When I was a small child (not too robust) my father would take me and several cousins, who lived at 19 Eastdale, to his allotment which was on ground now occupied by Waldgrave Road and other houses. One day, before we returned down Long Lane, the dog I was holding dragged me across the gritty forefront to the gypsy encampment and the rope works. My father was not very popular when we got back, as I was filthy dirty and bleeding profusely.

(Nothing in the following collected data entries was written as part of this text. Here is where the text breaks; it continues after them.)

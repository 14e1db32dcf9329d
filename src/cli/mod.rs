//! CLI command definitions and handlers

use clap::{Parser, Subcommand};
pub use clap_complete::Shell;

pub mod args;
pub mod cache;
pub mod completions;
pub mod context;
pub mod search;
pub mod web;

pub use args::{GlobalOptions, OutputFormat};
pub use context::CommandContext;

/// Look up Escape from Tarkov items, quests, ammo, keys and bosses on
/// tarkov.dev and the wiki
#[derive(Parser, Debug)]
#[command(name = "tarkov")]
#[command(version, about, long_about = None)]
#[command(after_help = "EXAMPLES:\n  \
    tarkov RIP                    # Item\n  \
    tarkov 5.45x39 BP             # Ammo (auto-detected)\n  \
    tarkov quest Debut            # Force a category\n  \
    tarkov --web                  # Local web interface")]
pub struct Cli {
    /// Subcommand to execute
    #[command(subcommand)]
    pub command: Option<Commands>,

    /// Search query (item name, quest, ammo, key, or boss)
    #[arg(value_name = "QUERY")]
    pub query: Vec<String>,

    /// Start the web interface
    #[arg(long, short = 'w')]
    pub web: bool,

    /// Web interface bind address
    #[arg(long, env = "TARKOV_HOST", hide_env = true)]
    pub host: Option<String>,

    /// Web interface port
    #[arg(long, short = 'p', env = "TARKOV_PORT", hide_env = true)]
    pub port: Option<u16>,

    /// Output format (pretty, json)
    #[arg(
        long,
        global = true,
        env = "TARKOV_FORMAT",
        default_value = "pretty",
        hide_env = true
    )]
    pub format: OutputFormat,

    /// Override config file location
    #[arg(long, global = true, env = "TARKOV_CONFIG", hide_env = true)]
    pub config: Option<String>,

    /// Override cache file location
    #[arg(long, global = true, env = "TARKOV_CACHE_FILE", hide_env = true)]
    pub cache_file: Option<String>,

    /// Bypass the result cache
    #[arg(long, global = true, env = "TARKOV_NO_CACHE", hide_env = true)]
    pub no_cache: bool,

    /// Print the URLs without opening a browser
    #[arg(long, short = 'n', global = true, env = "TARKOV_DRY_RUN", hide_env = true)]
    pub dry_run: bool,

    /// Enable debug logging
    #[arg(long, global = true, env = "TARKOV_DEBUG", hide_env = true)]
    pub debug: bool,
}

/// Available CLI commands
#[derive(Subcommand, Debug)]
pub enum Commands {
    /// Search for a quest
    Quest {
        /// Quest name
        #[arg(required = true)]
        name: Vec<String>,
    },

    /// Search for ammunition
    Ammo {
        /// Ammunition name
        #[arg(required = true)]
        name: Vec<String>,
    },

    /// Search for a key
    Key {
        /// Key name
        #[arg(required = true)]
        name: Vec<String>,
    },

    /// Search for a boss
    Boss {
        /// Boss name
        #[arg(required = true)]
        name: Vec<String>,
    },

    /// Manage the local result cache
    #[command(subcommand)]
    Cache(CacheCommands),

    /// Generate shell completions
    #[command(after_help = "\
  bash:   tarkov completion bash > /etc/bash_completion.d/tarkov
  zsh:    tarkov completion zsh > \"${fpath[1]}/_tarkov\"
  fish:   tarkov completion fish > ~/.config/fish/completions/tarkov.fish")]
    Completion {
        /// Shell to generate completions for
        #[arg(value_enum)]
        shell: Shell,
    },
}

/// Cache management subcommands
#[derive(Subcommand, Debug)]
pub enum CacheCommands {
    /// Show cache statistics
    Status,

    /// List cached searches
    #[command(visible_alias = "ls")]
    List,

    /// Remove all cached searches
    Clear,

    /// Print the cache file location
    Path,
}

#[cfg(test)]
mod tests {
    use super::*;
    use clap::CommandFactory;

    #[test]
    fn test_cli_definition_is_valid() {
        Cli::command().debug_assert();
    }

    #[test]
    fn test_free_text_query() {
        let cli = Cli::try_parse_from(["tarkov", "Dorm", "room", "314"]).unwrap();
        assert!(cli.command.is_none());
        assert_eq!(cli.query, vec!["Dorm", "room", "314"]);
    }

    #[test]
    fn test_subcommand_word_later_in_query_stays_positional() {
        let cli = Cli::try_parse_from(["tarkov", "Marked", "key"]).unwrap();
        assert!(cli.command.is_none());
        assert_eq!(cli.query, vec!["Marked", "key"]);
    }

    #[test]
    fn test_category_subcommand() {
        let cli = Cli::try_parse_from(["tarkov", "quest", "Shootout", "Picnic"]).unwrap();
        match cli.command {
            Some(Commands::Quest { name }) => assert_eq!(name, vec!["Shootout", "Picnic"]),
            other => panic!("Expected quest subcommand, got {other:?}"),
        }
    }

    #[test]
    fn test_category_subcommand_requires_name() {
        assert!(Cli::try_parse_from(["tarkov", "boss"]).is_err());
    }

    #[test]
    fn test_web_flag_with_port() {
        let cli = Cli::try_parse_from(["tarkov", "--web", "--port", "8080"]).unwrap();
        assert!(cli.web);
        assert_eq!(cli.port, Some(8080));
    }

    #[test]
    fn test_global_flag_after_subcommand() {
        let cli = Cli::try_parse_from(["tarkov", "cache", "list", "--format", "json"]).unwrap();
        assert_eq!(cli.format, OutputFormat::Json);
        assert!(matches!(
            cli.command,
            Some(Commands::Cache(CacheCommands::List))
        ));
    }
}
//! Handing URLs to the user's browser

use async_trait::async_trait;

use crate::error::BrowserError;

#[cfg(test)]
pub mod mock;

#[cfg(test)]
pub use mock::RecordingBrowser;

/// Something that can show a URL to the user
#[async_trait]
pub trait BrowserLauncher: Send + Sync {
    /// Open `url`, resolving once the opener has handed it off
    async fn open(&self, url: &str) -> Result<(), BrowserError>;
}

/// Launches URLs with the platform opener or a configured command
#[derive(Debug, Clone)]
pub struct SystemBrowser {
    program: String,
    args: Vec<String>,
}

impl SystemBrowser {
    /// Use the given command line, or the platform default when `None`.
    ///
    /// The URL is appended as the final argument.
    pub fn new(command: Option<&str>) -> Result<Self, BrowserError> {
        match command {
            Some(cmd) => {
                let mut parts = cmd.split_whitespace().map(str::to_string);
                let program = parts
                    .next()
                    .ok_or_else(|| BrowserError::InvalidCommand(cmd.to_string()))?;
                Ok(Self {
                    program,
                    args: parts.collect(),
                })
            }
            None => Ok(Self::platform_default()),
        }
    }

    #[cfg(target_os = "macos")]
    fn platform_default() -> Self {
        Self {
            program: "open".to_string(),
            args: Vec::new(),
        }
    }

    #[cfg(target_os = "windows")]
    fn platform_default() -> Self {
        Self {
            program: "rundll32".to_string(),
            args: vec!["url.dll,FileProtocolHandler".to_string()],
        }
    }

    #[cfg(not(any(target_os = "macos", target_os = "windows")))]
    fn platform_default() -> Self {
        Self {
            program: "xdg-open".to_string(),
            args: Vec::new(),
        }
    }
}

#[async_trait]
impl BrowserLauncher for SystemBrowser {
    async fn open(&self, url: &str) -> Result<(), BrowserError> {
        log::debug!("Running {} {:?} {}", self.program, self.args, url);

        let status = tokio::process::Command::new(&self.program)
            .args(&self.args)
            .arg(url)
            .stdin(std::process::Stdio::null())
            .stdout(std::process::Stdio::null())
            .stderr(std::process::Stdio::null())
            .status()
            .await
            .map_err(|source| BrowserError::Spawn {
                url: url.to_string(),
                source,
            })?;

        if status.success() {
            Ok(())
        } else {
            Err(BrowserError::ExitStatus {
                url: url.to_string(),
                status: status.to_string(),
            })
        }
    }
}

/// Launcher for `--dry-run`: resolves URLs without opening anything
pub struct DryRunBrowser;

#[async_trait]
impl BrowserLauncher for DryRunBrowser {
    async fn open(&self, url: &str) -> Result<(), BrowserError> {
        log::debug!("Dry run, not opening {}", url);
        Ok(())
    }
}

During the 1940s, my father rang the bell at Holy Trinity on Sunday mornings. My three children would take the tram/bus to Penny Lane from Allerton (we then lived near the Police School) and he would meet up with them to visit my mother at Southfield Road. They were often shown all the family graves, which delayed the sweets and biscuit treat they knew lay ahead!
I was visiting my mother on a weekly basis into the 1960s. She didn't go out, so I used to collect her pension at the Post Office and then have a session at the Library to get her supplied for a week. Eventually she went into care, but I continued to visit from Nantwich each Thursday until she died. My father had died while we were still living in Mather Avenue. Yes, I remember Earle Football Club, and the White Star Line recreation ground at the end of Church Road.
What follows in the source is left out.